→ **Exercise goal**
Write out every line below that contains "payloads".
[Given information Boundary: Start]
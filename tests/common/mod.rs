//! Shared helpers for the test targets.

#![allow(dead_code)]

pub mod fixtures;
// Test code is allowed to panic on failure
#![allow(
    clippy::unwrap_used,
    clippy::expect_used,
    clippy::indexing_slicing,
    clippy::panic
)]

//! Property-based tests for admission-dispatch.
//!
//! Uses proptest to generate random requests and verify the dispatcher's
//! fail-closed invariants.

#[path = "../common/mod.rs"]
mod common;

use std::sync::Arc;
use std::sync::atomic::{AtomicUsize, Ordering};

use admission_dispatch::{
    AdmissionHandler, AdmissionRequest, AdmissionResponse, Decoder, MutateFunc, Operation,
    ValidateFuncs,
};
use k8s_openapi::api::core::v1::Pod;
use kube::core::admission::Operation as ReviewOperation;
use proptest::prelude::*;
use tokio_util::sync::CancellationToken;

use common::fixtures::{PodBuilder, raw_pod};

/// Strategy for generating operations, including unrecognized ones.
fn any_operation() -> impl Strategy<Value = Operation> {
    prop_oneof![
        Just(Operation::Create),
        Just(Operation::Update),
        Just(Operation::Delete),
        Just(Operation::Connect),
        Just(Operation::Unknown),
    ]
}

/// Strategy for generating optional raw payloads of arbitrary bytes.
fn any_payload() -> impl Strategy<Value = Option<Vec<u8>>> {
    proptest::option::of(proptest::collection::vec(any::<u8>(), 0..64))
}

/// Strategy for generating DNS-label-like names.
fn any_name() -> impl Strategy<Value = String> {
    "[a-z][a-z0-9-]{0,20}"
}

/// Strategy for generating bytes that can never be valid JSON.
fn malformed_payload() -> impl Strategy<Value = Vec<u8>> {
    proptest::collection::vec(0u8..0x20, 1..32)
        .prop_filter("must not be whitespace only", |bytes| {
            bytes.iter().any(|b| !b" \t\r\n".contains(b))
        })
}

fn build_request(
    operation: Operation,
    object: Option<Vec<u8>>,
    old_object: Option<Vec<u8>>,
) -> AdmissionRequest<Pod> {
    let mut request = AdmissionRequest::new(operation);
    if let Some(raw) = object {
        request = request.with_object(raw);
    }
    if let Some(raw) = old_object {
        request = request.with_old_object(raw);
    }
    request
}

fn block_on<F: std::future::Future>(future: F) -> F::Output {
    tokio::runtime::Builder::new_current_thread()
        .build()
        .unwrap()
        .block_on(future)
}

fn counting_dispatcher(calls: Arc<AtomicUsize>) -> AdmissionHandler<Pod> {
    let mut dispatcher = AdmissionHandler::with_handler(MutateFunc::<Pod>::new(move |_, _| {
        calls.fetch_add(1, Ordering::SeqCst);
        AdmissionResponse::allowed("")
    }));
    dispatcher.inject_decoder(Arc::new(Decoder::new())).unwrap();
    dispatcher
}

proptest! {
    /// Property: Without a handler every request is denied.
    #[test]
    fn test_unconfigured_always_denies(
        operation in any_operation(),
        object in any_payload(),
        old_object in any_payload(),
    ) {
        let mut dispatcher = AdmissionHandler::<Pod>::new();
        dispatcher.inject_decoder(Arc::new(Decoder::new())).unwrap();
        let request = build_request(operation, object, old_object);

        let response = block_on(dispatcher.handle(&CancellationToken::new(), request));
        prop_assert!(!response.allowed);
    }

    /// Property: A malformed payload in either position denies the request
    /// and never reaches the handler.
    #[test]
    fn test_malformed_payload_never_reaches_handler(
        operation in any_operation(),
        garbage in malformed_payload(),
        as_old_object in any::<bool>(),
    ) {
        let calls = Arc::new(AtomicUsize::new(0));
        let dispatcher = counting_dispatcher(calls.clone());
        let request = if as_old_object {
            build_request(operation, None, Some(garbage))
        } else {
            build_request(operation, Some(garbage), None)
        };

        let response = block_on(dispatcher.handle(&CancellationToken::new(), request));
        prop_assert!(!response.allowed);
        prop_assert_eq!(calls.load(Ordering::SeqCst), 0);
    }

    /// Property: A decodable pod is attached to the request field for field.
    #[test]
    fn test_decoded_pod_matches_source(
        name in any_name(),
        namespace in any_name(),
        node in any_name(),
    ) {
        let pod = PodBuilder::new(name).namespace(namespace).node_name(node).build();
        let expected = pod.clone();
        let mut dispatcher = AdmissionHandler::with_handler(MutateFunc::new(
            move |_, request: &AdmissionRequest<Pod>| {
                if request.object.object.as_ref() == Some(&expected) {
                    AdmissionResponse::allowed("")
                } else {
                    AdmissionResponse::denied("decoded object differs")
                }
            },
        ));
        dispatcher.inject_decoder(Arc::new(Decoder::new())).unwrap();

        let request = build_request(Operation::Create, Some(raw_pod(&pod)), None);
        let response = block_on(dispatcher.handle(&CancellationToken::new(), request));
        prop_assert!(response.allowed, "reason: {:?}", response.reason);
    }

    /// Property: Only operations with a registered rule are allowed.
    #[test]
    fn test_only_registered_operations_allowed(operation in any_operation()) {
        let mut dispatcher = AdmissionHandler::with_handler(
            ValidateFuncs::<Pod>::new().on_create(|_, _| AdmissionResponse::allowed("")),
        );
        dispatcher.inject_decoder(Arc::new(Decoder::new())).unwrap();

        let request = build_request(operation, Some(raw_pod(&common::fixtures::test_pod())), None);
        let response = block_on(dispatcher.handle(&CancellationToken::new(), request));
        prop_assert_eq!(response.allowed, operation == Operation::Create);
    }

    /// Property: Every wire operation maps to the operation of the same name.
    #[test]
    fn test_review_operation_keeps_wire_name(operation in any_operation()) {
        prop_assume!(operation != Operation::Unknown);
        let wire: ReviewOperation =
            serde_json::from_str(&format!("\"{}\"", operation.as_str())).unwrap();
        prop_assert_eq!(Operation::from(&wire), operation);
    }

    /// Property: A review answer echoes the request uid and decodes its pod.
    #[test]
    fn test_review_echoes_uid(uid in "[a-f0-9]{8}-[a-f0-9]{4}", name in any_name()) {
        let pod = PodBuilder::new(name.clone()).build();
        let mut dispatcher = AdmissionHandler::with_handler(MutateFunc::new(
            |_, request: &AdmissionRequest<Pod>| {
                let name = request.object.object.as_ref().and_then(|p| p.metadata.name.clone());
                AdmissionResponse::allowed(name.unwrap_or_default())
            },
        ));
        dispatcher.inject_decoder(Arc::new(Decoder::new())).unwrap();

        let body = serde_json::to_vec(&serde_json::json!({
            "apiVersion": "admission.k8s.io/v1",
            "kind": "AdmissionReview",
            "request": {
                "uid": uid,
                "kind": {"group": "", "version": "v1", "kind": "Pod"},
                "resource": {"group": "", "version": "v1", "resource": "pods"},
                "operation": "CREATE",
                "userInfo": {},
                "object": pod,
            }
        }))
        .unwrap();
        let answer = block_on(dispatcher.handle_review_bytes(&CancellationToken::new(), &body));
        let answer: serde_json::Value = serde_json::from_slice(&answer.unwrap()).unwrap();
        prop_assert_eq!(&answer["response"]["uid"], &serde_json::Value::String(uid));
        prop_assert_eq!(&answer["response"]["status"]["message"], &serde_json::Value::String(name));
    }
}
[Given information Boundary: End]
[Given information Boundary: Start]
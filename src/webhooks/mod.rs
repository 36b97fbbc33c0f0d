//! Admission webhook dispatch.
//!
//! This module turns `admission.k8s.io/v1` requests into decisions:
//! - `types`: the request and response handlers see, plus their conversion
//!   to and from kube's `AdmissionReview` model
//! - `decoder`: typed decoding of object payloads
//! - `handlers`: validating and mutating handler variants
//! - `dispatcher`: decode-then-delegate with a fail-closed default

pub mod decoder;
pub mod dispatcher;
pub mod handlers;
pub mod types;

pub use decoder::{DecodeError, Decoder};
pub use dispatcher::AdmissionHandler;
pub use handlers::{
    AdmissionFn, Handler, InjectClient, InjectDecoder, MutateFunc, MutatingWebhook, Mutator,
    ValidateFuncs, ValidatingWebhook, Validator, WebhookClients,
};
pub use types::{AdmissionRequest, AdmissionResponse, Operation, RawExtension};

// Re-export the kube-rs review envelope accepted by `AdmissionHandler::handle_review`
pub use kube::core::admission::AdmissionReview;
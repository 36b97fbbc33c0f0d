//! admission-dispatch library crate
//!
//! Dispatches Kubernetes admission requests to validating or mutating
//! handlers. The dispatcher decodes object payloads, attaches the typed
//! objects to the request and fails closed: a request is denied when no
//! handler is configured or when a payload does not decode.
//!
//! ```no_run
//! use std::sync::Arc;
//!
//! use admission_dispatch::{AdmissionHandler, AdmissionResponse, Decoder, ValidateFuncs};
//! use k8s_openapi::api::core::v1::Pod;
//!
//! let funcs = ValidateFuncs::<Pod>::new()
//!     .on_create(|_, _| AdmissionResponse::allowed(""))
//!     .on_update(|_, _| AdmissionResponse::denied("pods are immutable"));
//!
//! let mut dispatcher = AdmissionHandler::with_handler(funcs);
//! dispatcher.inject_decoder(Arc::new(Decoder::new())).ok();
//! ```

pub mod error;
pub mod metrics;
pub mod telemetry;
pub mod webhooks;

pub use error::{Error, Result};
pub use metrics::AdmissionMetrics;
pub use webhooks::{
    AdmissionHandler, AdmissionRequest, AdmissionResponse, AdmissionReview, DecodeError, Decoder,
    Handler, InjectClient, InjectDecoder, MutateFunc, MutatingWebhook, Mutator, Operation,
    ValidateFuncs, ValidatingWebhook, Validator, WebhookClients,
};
[Given information Boundary: End]
→ **Result below**
/// Strategy for generating optional raw payloads of arbitrary bytes.
//! - `decoder`: typed decoding of object payloads
//! handlers. The dispatcher decodes object payloads, attaches the typed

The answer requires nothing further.